Review: Ziba's Wine Bar
Grant Park's Mediterranean newcomerMonday June 14, 2010 09:00 am EDT
In cities all over the world, in ferreted-out spaces down alleyways one might easily miss, people open strange little restaurants so specific to their owners and circumstances that they're hard to define. These are places born of dreams — entrepreneurial dreams, economic dreams, dreams of bringing a taste of something (home, mom, that magical country once visited) to a city that's lacking. These aren't restaurants that cater to a certain crowd or ethnicity — they are restaurants that hope to create an audience based on their personality alone. Because of this they are particularly fragile.

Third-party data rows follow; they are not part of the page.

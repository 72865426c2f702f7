//! Drives the `user-list` screen end to end through the headless harness.

use chippy::app::{Flags, Msg, UserList};
use chippy::crossterm::event::{KeyCode, KeyEvent, KeyEventKind, KeyEventState, KeyModifiers};
use chippy::testing::{SubscriptionChange, TestProgram};
use chippy::widgets::chip_input::Message;
use chippy::widgets::Catalog;

fn press(code: KeyCode) -> Msg {
    Msg::People(Message::KeyPress(KeyEvent {
        code,
        modifiers: KeyModifiers::NONE,
        kind: KeyEventKind::Press,
        state: KeyEventState::NONE,
    }))
}

fn type_text(prog: &mut TestProgram<UserList>, text: &str) {
    for c in text.chars() {
        prog.dispatch(press(KeyCode::Char(c)));
    }
}

fn click(prog: &mut TestProgram<UserList>, column: u16, row: u16) {
    prog.dispatch(Msg::People(Message::Pointer { column, row }));
}

const WIDTH: u16 = 60;
const HEIGHT: u16 = 20;

#[test]
fn pick_two_then_backspace_twice() {
    let mut prog = TestProgram::<UserList>::new(Flags::default());

    type_text(&mut prog, "Terr");
    let screen = prog.render_string(WIDTH, HEIGHT);
    assert!(screen.contains("Terry Doe"));
    assert!(screen.contains("Terrill"));

    // Heading takes rows 0-1 and the empty field rows 2-4; first row at 5.
    click(&mut prog, 4, 5);
    assert_eq!(prog.model().selected(), vec!["Terry Doe"]);

    type_text(&mut prog, "Terr");
    let screen = prog.render_string(WIDTH, HEIGHT);
    assert!(screen.contains("Terrill  terrill@abc.com"));
    assert!(!screen.contains("terry@abc.com"));

    // One chip row now: the field spans rows 2-5, dropdown starts at 6.
    click(&mut prog, 4, 6);
    assert_eq!(prog.model().selected(), vec!["Terry Doe", "Terrill"]);

    prog.dispatch(press(KeyCode::Backspace));
    assert_eq!(prog.model().selected().len(), 2);
    assert!(prog.model().people().highlighted().is_some());

    prog.dispatch(press(KeyCode::Backspace));
    assert_eq!(prog.model().selected(), vec!["Terry Doe"]);
    assert!(prog.model().people().highlighted().is_none());
}

#[test]
fn click_outside_dismisses_dropdown() {
    let mut prog = TestProgram::<UserList>::new(Flags::default());
    type_text(&mut prog, "o");
    prog.render(WIDTH, HEIGHT);
    assert!(prog.model().people().is_dropdown_visible());

    // The help line on the last row is outside the field.
    click(&mut prog, 1, HEIGHT - 1);
    assert!(!prog.model().people().is_dropdown_visible());
    assert_eq!(prog.model().people().value(), "");
    assert!(!prog.render_string(WIDTH, HEIGHT).contains("oleta@abc.com"));
}

#[test]
fn custom_catalog_drives_the_dropdown() {
    let catalog = Catalog::from_toml_str(
        r#"
        [[entry]]
        name = "Ada Lovelace"
        email = "ada@example.com"

        [[entry]]
        name = "Alan Turing"
        email = "alan@example.com"
        "#,
    )
    .unwrap();
    let flags = Flags {
        catalog,
        ..Flags::default()
    };
    let mut prog = TestProgram::<UserList>::new(flags);

    type_text(&mut prog, "a");
    let screen = prog.render_string(WIDTH, HEIGHT);
    assert!(screen.contains("Ada Lovelace"));
    assert!(screen.contains("alan@example.com"));
    assert!(!screen.contains("Terry Doe"));
}

#[test]
fn pointer_listener_is_released_on_quit_and_shutdown() {
    let mut prog = TestProgram::<UserList>::new(Flags::default());
    let listener = prog.model().people().listener_id();

    prog.dispatch(Msg::Quit);
    assert!(prog.quit_requested());
    prog.shutdown();

    let listener_events: Vec<_> = prog
        .subscription_log()
        .iter()
        .filter(|change| match change {
            SubscriptionChange::Started(id) | SubscriptionChange::Stopped(id) => id == &listener,
        })
        .cloned()
        .collect();
    assert_eq!(
        listener_events,
        vec![
            SubscriptionChange::Started(listener.clone()),
            SubscriptionChange::Stopped(listener),
        ]
    );
    assert!(prog.active_subscriptions().is_empty());
}

#[test]
fn click_wins_over_notifications_still_queued() {
    let mut prog = TestProgram::<UserList>::new(Flags::default());
    for c in "mil".chars() {
        prog.send(press(KeyCode::Char(c)));
    }
    prog.render(WIDTH, HEIGHT);

    // Heading 2 rows, empty field 3 rows, dropdown starts on row 5.
    click(&mut prog, 3, 5);
    assert_eq!(prog.model().selected(), vec!["Miles"]);
    assert_eq!(prog.model().people().value(), "");
    assert!(!prog.model().people().is_dropdown_visible());
}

So it was with Solstice Café, located on a strange, almost awkward stretch of Boulevard near Grant Park. Crammed with art and acting as a coffee/breakfast/lunch/bar/dinner spot, Solstice was the product of its neighborhood but never quite felt integral. Its main strength was breakfast; its main weakness dinner. Toward the end, I heard rumors from industry informants of drama among owners and employees. Solstice closed in January.
And now, in the same space comes Ziba's Wine Bar, at once a stranger and more intriguing restaurant than Solstice. Owned by former Solstice manager Marcie Meirndorf, Ziba's has a much different feel than its jumbled predecessor. The two deep, window-fronted rooms have been stripped of Solstice's oil paintings, and the bar moved to the back. On one wall, the plaster has been chipped away to reveal the bricks beneath — look twice and you'll realize the hole is in the shape of the Mediterranean Sea.
Ziba's construct is a Mediterranean wine bar, but both of these terms are used loosely: It's Mediterranean in the sense that there are hookahs, and most of the food is inspired by Greece, Spain and the Middle East. And it's a wine bar in the sense that there's wine — perhaps the craziest, most esoteric list in the city. But more on that later.
The chef is Landon Thompson, who was named chef at Top Flr for about three days last spring before being replaced — a piece of turmoil I was never able to get to the bottom of. He's also worked at Dogwood, One Midtown Kitchen and Holeman & Finch. But the Top Flr connection makes sense: Thompson's sensibilities are similar to that restaurant's flavor-driven international leanings.
In Ziba's Mediterranean context, that means sweet Medjool dates stuffed with Manchego cheese, celery and smoked paprika — the crunch of celery and funk of cheese acting as foil and friend to the sticky sweet of the dates.
Clams in a salty white wine sauce are punctuated with merguez sausage and feta, marrying spice with creamy tang and brothy savor. Tender, lemony grilled calamari with olive tapenade has earthy balance thanks to the addition of charred artichoke hearts. And speaking of char, the steak "chartare" brings just the right hint of the grill to classic steak tartare.
Small plates are Thompson's creative strength. Entrées are more standard — and more troubled. Steak over smashed potatoes with blue cheese butter was well-seasoned but outdated and out of place on this menu. The braised baby octopus with clams over rice had plenty of seafood funk — perhaps a bit too much. Olive-oil-braised eggplant sounded like a dream for an eggplant enthusiast (me), but turned out to be a whole lot of mush, with no depth of flavor or caramelized edges to rescue the dish.
Wine at Ziba's is positively schizophrenic, in a kind of an endearing yet infuriating way. The small by-the-glass list is a harbinger of what's to come on the bottle list: Standard supermarket juice sits alongside bizarre, obscure wines from Romania and Hungary. Bottles are organized randomly, apart from the white/red distinction — price, country and characteristic are all jumbled together. All this would be fine if the staff were able to help navigate. But for the pretty, tattooed, minimally clothed waitresses, this seems like their first encounter with a bottle opener, let alone a white Priorat or Greek Makedonikos. As someone devoted to out-of-the-ordinary wines, I appreciate the effort, if not the execution.
And as someone with a special affection for neighborhood restaurants, Ziba's as a whole is baffling. The space is a little too dark and weird, the staff a little too naïve, and the food better than expected. It's an accidental-feeling restaurant, born of personality and happenstance. As such, it seems particularly fragile. I wish there were more places like it.